MATERIAL FOR THE TASK:
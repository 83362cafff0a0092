//! Connection state of the single BLE peer.
//!
//! ```text
//!                 on_connect
//!  Disconnected ─────────────► Connected
//!       ▲                          │
//!       └──────────────────────────┘
//!                on_disconnect
//! ```
use core::cell::Cell;

use embassy_sync::blocking_mutex::{raw::CriticalSectionRawMutex, Mutex};

use crate::protocol::transport::gatt::CharacteristicId;

#[derive(Debug, Clone, Copy, PartialEq, Eq, Default)]
struct LinkState {
    conn_handle: Option<u16>,
    fast_subscribed: bool,
    slow_subscribed: bool,
    advertise_pending: bool,
}

/// Tracks whether a peer is connected and which data characteristics it subscribed to.
pub struct ConnectionTracker {
    state: Mutex<CriticalSectionRawMutex, Cell<LinkState>>,
}

impl ConnectionTracker {
    /// Initial state: disconnected, nothing subscribed.
    pub const fn new() -> Self {
        Self {
            state: Mutex::new(Cell::new(LinkState {
                conn_handle: None,
                fast_subscribed: false,
                slow_subscribed: false,
                advertise_pending: false,
            })),
        }
    }

    /// Record a new link. A pending advertising restart is dropped.
    pub fn connect(&self, conn_handle: u16) {
        self.update(|state| {
            *state = LinkState {
                conn_handle: Some(conn_handle),
                ..LinkState::default()
            };
        })
    }

    /// Drop the link identified by `conn_handle` and its subscriptions.
    ///
    /// Returns `true` only on the Connected -> Disconnected transition of
    /// that link; a repeated event or a handle other than the tracked one
    /// leaves the state untouched.
    pub fn disconnect(&self, conn_handle: u16) -> bool {
        self.update(|state| {
            if state.conn_handle != Some(conn_handle) {
                return false;
            }
            *state = LinkState {
                advertise_pending: state.advertise_pending,
                ..LinkState::default()
            };
            true
        })
    }

    /// Flag that advertising must be restarted.
    pub fn request_advertising(&self) {
        self.update(|state| state.advertise_pending = true)
    }

    /// Consume the advertising restart flag.
    pub fn take_advertising_request(&self) -> bool {
        self.update(|state| core::mem::take(&mut state.advertise_pending))
    }

    pub fn is_connected(&self) -> bool {
        self.state.lock(|state| state.get().conn_handle.is_some())
    }

    /// Handle of the connected peer.
    pub fn conn_handle(&self) -> Option<u16> {
        self.state.lock(|state| state.get().conn_handle)
    }

    /// Record the notification bit of a data characteristic. Ignored while disconnected.
    pub fn set_subscribed(&self, characteristic: CharacteristicId, enabled: bool) {
        self.update(|state| {
            if state.conn_handle.is_none() {
                return;
            }
            match characteristic {
                CharacteristicId::FastData => state.fast_subscribed = enabled,
                CharacteristicId::SlowData => state.slow_subscribed = enabled,
                CharacteristicId::Reboot => {}
            }
        })
    }

    pub fn is_subscribed(&self, characteristic: CharacteristicId) -> bool {
        self.state.lock(|state| {
            let state = state.get();
            match characteristic {
                CharacteristicId::FastData => state.fast_subscribed,
                CharacteristicId::SlowData => state.slow_subscribed,
                CharacteristicId::Reboot => false,
            }
        })
    }

    fn update<R>(&self, f: impl FnOnce(&mut LinkState) -> R) -> R {
        self.state.lock(|cell| {
            let mut state = cell.get();
            let result = f(&mut state);
            cell.set(state);
            result
        })
    }
}

impl Default for ConnectionTracker {
    fn default() -> Self {
        Self::new()
    }
}
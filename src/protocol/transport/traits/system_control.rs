//! Device-level control used by the reboot command and boot-fault recovery.

/// Restart capability of the host device.
pub trait SystemControl {
    /// Restart the device unconditionally.
    ///
    /// On hardware this resets the chip and never returns. Hosted builds
    /// implement it as a supervisory fault restart and return to the caller,
    /// which must not touch the bridge afterwards.
    fn restart(&mut self);
}
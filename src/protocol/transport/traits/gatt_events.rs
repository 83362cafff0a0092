//! Events delivered by the BLE stack to the bridge.
use crate::protocol::transport::gatt::CharacteristicId;

/// Identity of the remote peer attached to an event.
#[derive(Debug, Clone, Copy, PartialEq, Eq)]
#[cfg_attr(feature = "defmt", derive(defmt::Format))]
pub struct PeerInfo {
    /// Link handle assigned by the stack.
    pub conn_handle: u16,
    /// Peer device address.
    pub address: [u8; 6],
}

/// Capability interface the BLE stack calls into.
///
/// Every method takes `&self`: the stack may invoke them from its own
/// callback context while the run loop holds a shared reference.
pub trait GattEvents {
    /// A peer established a link.
    fn on_connect(&self, peer: PeerInfo);
    /// The link to `peer` went down.
    fn on_disconnect(&self, peer: PeerInfo, reason: u16);
    /// The peer wrote the CCCD of `characteristic`.
    fn on_subscribe(&self, peer: PeerInfo, characteristic: CharacteristicId, sub_value: u16);
    /// The peer wrote `payload` into `characteristic`.
    fn on_write(&self, peer: PeerInfo, characteristic: CharacteristicId, payload: &[u8]);
}
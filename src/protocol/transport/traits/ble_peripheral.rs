//! Subset of a BLE peripheral stack used by the bridge.
use crate::protocol::transport::gatt::{CharacteristicId, SecurityPolicy, ServiceLayout};
use crate::protocol::transport::traits::gatt_events::GattEvents;

/// Contract to set up and drive a BLE GATT server.
///
/// Calls are synchronous and must not block. A driver may dispatch
/// [`GattEvents`] from inside one of these calls: a nested notify is skipped
/// and a nested disconnect restarts advertising once the outer call returns.
pub trait BlePeripheral {
    type Error: core::fmt::Debug;

    /// Initialise the stack and set the advertised device name.
    fn init(&mut self, device_name: &str) -> Result<(), Self::Error>;

    /// Set the radio transmit power level.
    fn set_tx_power(&mut self, level: u8) -> Result<(), Self::Error>;

    /// Configure pairing and bonding.
    fn configure_security(&mut self, policy: &SecurityPolicy) -> Result<(), Self::Error>;

    /// Register the handler for connection, subscription and write events.
    fn register_events(&mut self, handler: &'static dyn GattEvents);

    /// Create and start the service with its characteristics.
    fn create_service(&mut self, layout: &ServiceLayout) -> Result<(), Self::Error>;

    /// Replace the stored value of a characteristic.
    fn set_value(&mut self, characteristic: CharacteristicId, value: &[u8]);

    /// Push the stored value of a characteristic to the connected peer.
    fn notify(&mut self, characteristic: CharacteristicId) -> Result<(), Self::Error>;

    fn start_advertising(&mut self) -> Result<(), Self::Error>;

    fn stop_advertising(&mut self) -> Result<(), Self::Error>;

    /// Terminate the link identified by `conn_handle`.
    fn disconnect(&mut self, conn_handle: u16) -> Result<(), Self::Error>;
}
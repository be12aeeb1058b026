use anyhow::Result;
use async_trait::async_trait;
use pact_core::{ContractEvent, ContractEventSink};
use redis::{AsyncCommands, Client};
use serde::Serialize;
use tracing::debug;

#[derive(Clone)]
pub struct RedisBus {
    client: Client,
}

impl RedisBus {
    pub fn connect(redis_url: &str) -> Result<Self> {
        let client = Client::open(redis_url)?;
        Ok(Self { client })
    }

    pub async fn publish_json<T: Serialize>(&self, channel: &str, payload: &T) -> Result<()> {
        let mut connection = self.client.get_multiplexed_async_connection().await?;
        let serialized = serde_json::to_string(payload)?;
        let _: i64 = connection.publish(channel, serialized).await?;
        Ok(())
    }
}

#[async_trait]
impl ContractEventSink for RedisBus {
    async fn publish(&self, event: &ContractEvent) -> Result<()> {
        let channel = event.kind.channel();
        self.publish_json(channel, event).await?;
        debug!(channel, contract_id = %event.contract_id, "published contract event");
        Ok(())
    }
}
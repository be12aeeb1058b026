use std::collections::HashMap;

use async_trait::async_trait;
use pact_core::{AuthError, IdentityService};
use sha2::{Digest, Sha256};
use tokio::sync::RwLock;
use uuid::Uuid;

pub const MIN_PASSWORD_LEN: usize = 6;

struct Account {
    user_id: String,
    password_digest: String,
}

/// Email/password accounts held in memory. Passwords are only kept as
/// salted SHA-256 digests.
#[derive(Default)]
pub struct InMemoryIdentityService {
    accounts: RwLock<HashMap<String, Account>>,
}

impl InMemoryIdentityService {
    pub fn new() -> Self {
        Self::default()
    }
}

fn normalize_email(email: &str) -> Result<String, AuthError> {
    let email = email.trim().to_ascii_lowercase();
    match email.split_once('@') {
        Some((local, domain)) if !local.is_empty() && domain.contains('.') => Ok(email),
        _ => Err(AuthError::InvalidEmail),
    }
}

fn digest(user_id: &str, password: &str) -> String {
    let mut hasher = Sha256::new();
    hasher.update(user_id.as_bytes());
    hasher.update(b":");
    hasher.update(password.as_bytes());
    format!("{:x}", hasher.finalize())
}

#[async_trait]
impl IdentityService for InMemoryIdentityService {
    async fn sign_in(&self, email: &str, password: &str) -> Result<String, AuthError> {
        let email = normalize_email(email)?;
        let accounts = self.accounts.read().await;
        let account = accounts.get(&email).ok_or(AuthError::InvalidCredentials)?;

        if account.password_digest != digest(&account.user_id, password) {
            return Err(AuthError::InvalidCredentials);
        }
        Ok(account.user_id.clone())
    }

    async fn sign_up(&self, email: &str, password: &str) -> Result<String, AuthError> {
        let email = normalize_email(email)?;
        if password.chars().count() < MIN_PASSWORD_LEN {
            return Err(AuthError::WeakPassword {
                min_len: MIN_PASSWORD_LEN,
            });
        }

        let mut accounts = self.accounts.write().await;
        if accounts.contains_key(&email) {
            return Err(AuthError::EmailInUse);
        }

        let user_id = Uuid::new_v4().simple().to_string();
        accounts.insert(
            email,
            Account {
                password_digest: digest(&user_id, password),
                user_id: user_id.clone(),
            },
        );
        Ok(user_id)
    }

    async fn sign_out(&self) -> Result<(), AuthError> {
        Ok(())
    }
}
use std::collections::HashSet;
use std::sync::Arc;

use pact_core::models::field;
use pact_core::{
    CONTRACTS_COLLECTION, Clock, ContractEvent, ContractEventKind, ContractEventSink,
    ContractStatus, Direction, DocumentStore, Filter, Query, Result, SystemClock,
};
use tokio::sync::Mutex;
use tracing::{info, warn};

use crate::store::decode_contracts;

/// Announces pending contracts whose due date has passed, so their partners
/// know they may now judge them.
///
/// Each contract is announced once per sweep instance. A failed publish is
/// retried on the next run.
pub struct OverdueSweep {
    documents: Arc<dyn DocumentStore>,
    events: Arc<dyn ContractEventSink>,
    clock: Arc<dyn Clock>,
    announced: Mutex<HashSet<String>>,
}

impl OverdueSweep {
    pub fn new(documents: Arc<dyn DocumentStore>, events: Arc<dyn ContractEventSink>) -> Self {
        Self {
            documents,
            events,
            clock: Arc::new(SystemClock),
            announced: Mutex::new(HashSet::new()),
        }
    }

    pub fn with_clock(mut self, clock: Arc<dyn Clock>) -> Self {
        self.clock = clock;
        self
    }

    pub async fn run_once(&self) -> Result<Vec<ContractEvent>> {
        let now = self.clock.now();
        let query = Query::collection(CONTRACTS_COLLECTION)
            .filter(Filter::eq(field::STATUS, ContractStatus::Pending.as_str()))
            .filter(Filter::lt(field::DUE_DATE, now))
            .order_by(field::DUE_DATE, Direction::Ascending);
        let overdue = decode_contracts(self.documents.query(&query).await?);

        let mut announced = self.announced.lock().await;
        // settled contracts no longer need remembering
        announced.retain(|id| overdue.iter().any(|contract| &contract.id == id));

        let mut published = Vec::new();
        for contract in &overdue {
            if announced.contains(&contract.id) {
                continue;
            }

            let event = ContractEvent::new(ContractEventKind::Overdue, contract, now);
            if let Err(err) = self.events.publish(&event).await {
                warn!(contract_id = %contract.id, "failed to announce overdue contract: {err:#}");
                continue;
            }
            announced.insert(contract.id.clone());
            published.push(event);
        }

        if !published.is_empty() {
            info!(count = published.len(), "announced overdue contracts");
        }
        Ok(published)
    }
}

#[cfg(test)]
mod tests {
    use std::sync::atomic::{AtomicBool, Ordering};

    use async_trait::async_trait;
    use chrono::{DateTime, Duration, TimeZone, Utc};
    use pact_core::{FixedClock, Fields, NewContract};
    use pact_store::{InMemoryDocumentStore, InMemoryEventSink};
    use rust_decimal::Decimal;

    use super::*;

    fn now() -> DateTime<Utc> {
        Utc.with_ymd_and_hms(2024, 10, 27, 12, 0, 0).unwrap()
    }

    fn due(due_date: DateTime<Utc>) -> Fields {
        NewContract {
            name: "Stretch".to_string(),
            description: "ten minutes".to_string(),
            amount: Decimal::new(3, 0),
            partner_id: "bob".to_string(),
            due_date,
        }
        .into_contract(String::new(), "alice".to_string())
        .to_fields()
    }

    #[tokio::test]
    async fn announces_each_overdue_contract_once() {
        let documents = Arc::new(InMemoryDocumentStore::new());
        let sink = Arc::new(InMemoryEventSink::new());
        let clock = Arc::new(FixedClock::new(now()));
        let late = documents
            .add(CONTRACTS_COLLECTION, due(now() - Duration::hours(1)))
            .await
            .unwrap();
        documents
            .add(CONTRACTS_COLLECTION, due(now() + Duration::hours(1)))
            .await
            .unwrap();

        let sweep = OverdueSweep::new(documents.clone(), sink.clone()).with_clock(clock.clone());

        let first = sweep.run_once().await.unwrap();
        assert_eq!(first.len(), 1);
        assert_eq!(first[0].contract_id, late);
        assert_eq!(first[0].kind, ContractEventKind::Overdue);
        assert_eq!(first[0].partner_id, "bob");

        assert!(sweep.run_once().await.unwrap().is_empty());

        clock.advance(Duration::hours(2));
        assert_eq!(sweep.run_once().await.unwrap().len(), 1);
        assert_eq!(sink.events().await.len(), 2);
    }

    struct FlakySink {
        fail: AtomicBool,
        inner: InMemoryEventSink,
    }

    #[async_trait]
    impl ContractEventSink for FlakySink {
        async fn publish(&self, event: &ContractEvent) -> anyhow::Result<()> {
            if self.fail.swap(false, Ordering::SeqCst) {
                anyhow::bail!("bus unavailable");
            }
            self.inner.publish(event).await
        }
    }

    #[tokio::test]
    async fn failed_announcement_is_retried_next_run() {
        let documents = Arc::new(InMemoryDocumentStore::new());
        let sink = Arc::new(FlakySink {
            fail: AtomicBool::new(true),
            inner: InMemoryEventSink::new(),
        });
        documents
            .add(CONTRACTS_COLLECTION, due(now() - Duration::days(1)))
            .await
            .unwrap();
        let sweep = OverdueSweep::new(documents, sink.clone())
            .with_clock(Arc::new(FixedClock::new(now())));

        assert!(sweep.run_once().await.unwrap().is_empty());
        assert_eq!(sweep.run_once().await.unwrap().len(), 1);
        assert_eq!(sink.inner.events().await.len(), 1);
    }
}
#[cfg(test)]
mod tests {
    use std::result::Result as StdResult;
    use std::sync::atomic::{AtomicBool, Ordering};

    use async_trait::async_trait;
    use chrono::{Duration, TimeZone, Utc};
    use pact_core::{FixedClock, StoreError};
    use pact_store::{InMemoryDocumentStore, InMemoryEventSink, InMemoryIdentityService};
    use rust_decimal::Decimal;
    use tokio::sync::Notify;

    use super::*;

    /// Holds back the first query's result until released, after it has
    /// already read its data. With `reads_down` set every query fails while
    /// writes still go through.
    struct GatedStore {
        inner: InMemoryDocumentStore,
        armed: AtomicBool,
        reads_down: AtomicBool,
        entered: Notify,
        release: Notify,
    }

    impl GatedStore {
        fn new(armed: bool) -> Self {
            Self {
                inner: InMemoryDocumentStore::new(),
                armed: AtomicBool::new(armed),
                reads_down: AtomicBool::new(false),
                entered: Notify::new(),
                release: Notify::new(),
            }
        }
    }

    #[async_trait]
    impl DocumentStore for GatedStore {
        async fn get(&self, collection: &str, id: &str) -> StdResult<Option<Document>, StoreError> {
            self.inner.get(collection, id).await
        }

        async fn query(&self, query: &Query) -> StdResult<Vec<Document>, StoreError> {
            if self.reads_down.load(Ordering::SeqCst) {
                return Err(StoreError::Unavailable("reads are down".to_string()));
            }
            let result = self.inner.query(query).await;
            if self.armed.swap(false, Ordering::SeqCst) {
                self.entered.notify_one();
                self.release.notified().await;
            }
            result
        }

        async fn add(&self, collection: &str, fields: Fields) -> StdResult<String, StoreError> {
            self.inner.add(collection, fields).await
        }

        async fn set(
            &self,
            collection: &str,
            id: &str,
            fields: Fields,
        ) -> StdResult<(), StoreError> {
            self.inner.set(collection, id, fields).await
        }

        async fn update(
            &self,
            collection: &str,
            id: &str,
            fields: Fields,
            precondition: Option<&Filter>,
        ) -> StdResult<(), StoreError> {
            self.inner.update(collection, id, fields, precondition).await
        }

        async fn delete(&self, collection: &str, id: &str) -> StdResult<(), StoreError> {
            self.inner.delete(collection, id).await
        }
    }

    struct DownSink;

    #[async_trait]
    impl ContractEventSink for DownSink {
        async fn publish(&self, _event: &ContractEvent) -> anyhow::Result<()> {
            anyhow::bail!("bus unavailable")
        }
    }

    fn draft_for(partner_id: &str) -> NewContract {
        NewContract {
            name: "Swim 1k".to_string(),
            description: "any pool".to_string(),
            amount: Decimal::new(5, 0),
            partner_id: partner_id.to_string(),
            due_date: Utc.with_ymd_and_hms(2024, 11, 1, 0, 0, 0).unwrap(),
        }
    }

    async fn signed_in(documents: Arc<dyn DocumentStore>) -> (Arc<IdentityContext>, String) {
        let identity = Arc::new(IdentityContext::new(
            Arc::new(InMemoryIdentityService::new()),
            documents,
        ));
        let user = identity
            .register("alice@example.com", "hunter22", "Alice")
            .await
            .unwrap();
        (identity, user.id)
    }

    fn pending_for(owner_id: &str, partner_id: &str) -> Fields {
        NewContract {
            name: "Read a book".to_string(),
            description: "one chapter a day".to_string(),
            amount: Decimal::new(10, 0),
            partner_id: partner_id.to_string(),
            due_date: Utc.with_ymd_and_hms(2024, 11, 1, 0, 0, 0).unwrap(),
        }
        .into_contract(String::new(), owner_id.to_string())
        .to_fields()
    }

    #[tokio::test]
    async fn stale_refresh_does_not_overwrite_newer_one() {
        let gated = Arc::new(GatedStore::new(true));
        let (identity, alice) = signed_in(gated.clone()).await;
        let store = Arc::new(ContractStore::new(identity, gated.clone()));

        let slow = tokio::spawn({
            let store = store.clone();
            async move { store.load_contracts().await }
        });
        gated.entered.notified().await;

        gated
            .inner
            .add(CONTRACTS_COLLECTION, pending_for(&alice, "bob"))
            .await
            .unwrap();
        let fresh = store.load_contracts().await.unwrap();
        assert_eq!(fresh.len(), 1);

        gated.release.notify_one();
        let visible = slow.await.unwrap().unwrap();

        assert_eq!(visible.len(), 1);
        assert_eq!(store.snapshot().items.len(), 1);
        assert_eq!(store.snapshot().version, 2);
    }

    #[tokio::test]
    async fn failed_refresh_keeps_last_good_snapshot() {
        let documents = Arc::new(InMemoryDocumentStore::new());
        let (identity, alice) = signed_in(documents.clone()).await;
        documents
            .add(CONTRACTS_COLLECTION, pending_for(&alice, "bob"))
            .await
            .unwrap();
        let store = ContractStore::new(identity, documents.clone());
        store.load_contracts().await.unwrap();

        documents.set_offline(true);
        let err = store.load_contracts().await.unwrap_err();
        assert!(matches!(err, PactError::StoreUnavailable(_)));
        assert_eq!(store.snapshot().items.len(), 1);
        assert_eq!(store.my_active().len(), 1);
    }

    #[tokio::test]
    async fn malformed_records_are_skipped() {
        let documents = Arc::new(InMemoryDocumentStore::new());
        let (identity, alice) = signed_in(documents.clone()).await;
        let mut broken = pending_for(&alice, "bob");
        broken.remove(field::AMOUNT);
        documents.add(CONTRACTS_COLLECTION, broken).await.unwrap();
        documents
            .add(CONTRACTS_COLLECTION, pending_for(&alice, "bob"))
            .await
            .unwrap();

        let store = ContractStore::new(identity, documents);
        assert_eq!(store.load_contracts().await.unwrap().len(), 1);
    }

    #[tokio::test]
    async fn failing_to_mark_before_due_date_is_rejected() {
        let documents = Arc::new(InMemoryDocumentStore::new());
        let clock = Arc::new(FixedClock::new(
            Utc.with_ymd_and_hms(2024, 10, 27, 12, 0, 0).unwrap(),
        ));
        let (identity, partner) = signed_in(documents.clone()).await;
        let id = documents
            .add(CONTRACTS_COLLECTION, pending_for("owner", &partner))
            .await
            .unwrap();
        let store = ContractStore::new(identity, documents).with_clock(clock.clone());

        let err = store
            .update_status(&id, ContractStatus::Failed)
            .await
            .unwrap_err();
        assert!(matches!(err, PactError::State { .. }));

        clock.advance(Duration::days(10));
        let settled = store.update_status(&id, ContractStatus::Failed).await.unwrap();
        assert_eq!(settled.status, ContractStatus::Failed);
        assert_eq!(settled.completed_date, Some(clock.now()));
    }

    #[tokio::test]
    async fn reset_clears_the_projection() {
        let documents = Arc::new(InMemoryDocumentStore::new());
        let (identity, alice) = signed_in(documents.clone()).await;
        documents
            .add(CONTRACTS_COLLECTION, pending_for(&alice, "bob"))
            .await
            .unwrap();
        let store = ContractStore::new(identity, documents);
        store.load_contracts().await.unwrap();

        store.reset();
        assert!(store.snapshot().items.is_empty());
        assert!(store.my_active().is_empty());
    }

    #[tokio::test]
    async fn publish_failure_does_not_fail_writes() {
        let documents = Arc::new(InMemoryDocumentStore::new());
        let (identity, alice) = signed_in(documents.clone()).await;
        let judged = documents
            .add(CONTRACTS_COLLECTION, pending_for("owner", &alice))
            .await
            .unwrap();
        let store =
            ContractStore::new(identity, documents.clone()).with_events(Arc::new(DownSink));

        let created = store.create_contract(draft_for("bob")).await.unwrap();
        let stored = documents.get(CONTRACTS_COLLECTION, &created.id).await.unwrap();
        assert!(stored.is_some());
        assert_eq!(store.my_active().len(), 1);

        let settled = store
            .update_status(&judged, ContractStatus::Success)
            .await
            .unwrap();
        assert_eq!(settled.status, ContractStatus::Success);
        assert!(store.partner_active().is_empty());
    }

    #[tokio::test]
    async fn refresh_failure_after_write_still_returns_the_write() {
        let gated = Arc::new(GatedStore::new(false));
        let (identity, alice) = signed_in(gated.clone()).await;
        let judged = gated
            .inner
            .add(CONTRACTS_COLLECTION, pending_for("owner", &alice))
            .await
            .unwrap();
        let events = Arc::new(InMemoryEventSink::new());
        let store = ContractStore::new(identity, gated.clone()).with_events(events.clone());
        store.load_contracts().await.unwrap();
        let before = store.snapshot();

        gated.reads_down.store(true, Ordering::SeqCst);
        let created = store.create_contract(draft_for("bob")).await.unwrap();
        let stored = gated.inner.get(CONTRACTS_COLLECTION, &created.id).await.unwrap();
        assert!(stored.is_some());

        let settled = store
            .update_status(&judged, ContractStatus::Success)
            .await
            .unwrap();
        assert!(settled.completed_date.is_some());
        assert_eq!(events.events().await.len(), 2);

        let after = store.snapshot();
        assert_eq!(after.version, before.version);
        assert_eq!(after.items.len(), 1);
    }
}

EXERCISE OBJECTIVE: This task calls for each line of the material that contains "characteristics".

TASK SOLUTION:
/// Tracks whether a peer is connected and which data characteristics it subscribed to.
    /// Create and start the service with its characteristics.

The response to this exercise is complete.